Nevertheless, signs of a cooling US economy are prompting investors to paint a stagflationary scenario, which is unfavorable for stock indices. Conversely, this environment bodes well for the XAUUSD, as falling real Treasury yields have created a favorable backdrop for the asset.
Gold Performance and US Generic 10-Year Yield
Source: Bloomberg.
Therefore, the armed conflict in Eastern Europe continues, the outlook for the US economy is worsening, and trade wars introduce further uncertainty. The uncertainty index has reached an unprecedented level, likely to exert downward pressure on gold prices, at least in the short term.
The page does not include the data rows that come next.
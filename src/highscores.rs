//! High score leaderboard
//!
//! Kept in memory for the current session, tracks top 10 games.

use serde::{Deserialize, Serialize};

/// Maximum number of high scores to keep
pub const MAX_HIGH_SCORES: usize = 10;

/// A single finished game
#[derive(Debug, Clone, PartialEq, Eq, Serialize, Deserialize)]
pub struct HighScoreEntry {
    pub score: u32,
    /// Ticks the game lasted
    pub ticks: u64,
}

/// High score leaderboard, sorted descending by score
#[derive(Debug, Clone, Serialize, Deserialize, Default)]
pub struct HighScores {
    pub entries: Vec<HighScoreEntry>,
}

impl HighScores {
    pub fn new() -> Self {
        Self { entries: Vec::new() }
    }

    /// A game that ate nothing is never listed; otherwise it needs a free
    /// slot or to beat the current last place.
    pub fn qualifies(&self, score: u32) -> bool {
        score > 0
            && (self.entries.len() < MAX_HIGH_SCORES
                || self.entries.last().is_some_and(|last| score > last.score))
    }

    /// Record a game that just ended. Returns its 1-based rank, or `None`
    /// when it falls off the table.
    pub fn add_score(&mut self, score: u32, ticks: u64) -> Option<usize> {
        if !self.qualifies(score) {
            return None;
        }

        // Equal scores keep the earlier game ahead
        let slot = self.entries.partition_point(|e| e.score >= score);
        self.entries.insert(slot, HighScoreEntry { score, ticks });
        self.entries.truncate(MAX_HIGH_SCORES);

        Some(slot + 1)
    }

    pub fn is_empty(&self) -> bool {
        self.entries.is_empty()
    }

    pub fn top_score(&self) -> Option<u32> {
        self.entries.first().map(|e| e.score)
    }
}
Global Economic Policy Uncertainty Index
Source: Bloomberg.
Weekly Trading Plan for Gold
Due to the absence of definitive answers regarding the timeline for the conclusion of the armed conflict in Ukraine and the potential impact of stagflation on the US economy, the precious metal may enter a consolidation phase. If gold quotes remain above $2,900 per ounce this week, short trades established at $2,920 should be closed, and long positions can be considered.
This forecast is based on the analysis of fundamental factors, including official statements from financial institutions and regulators, various geopolitical and economic developments, and statistical data. Historical market data are also considered.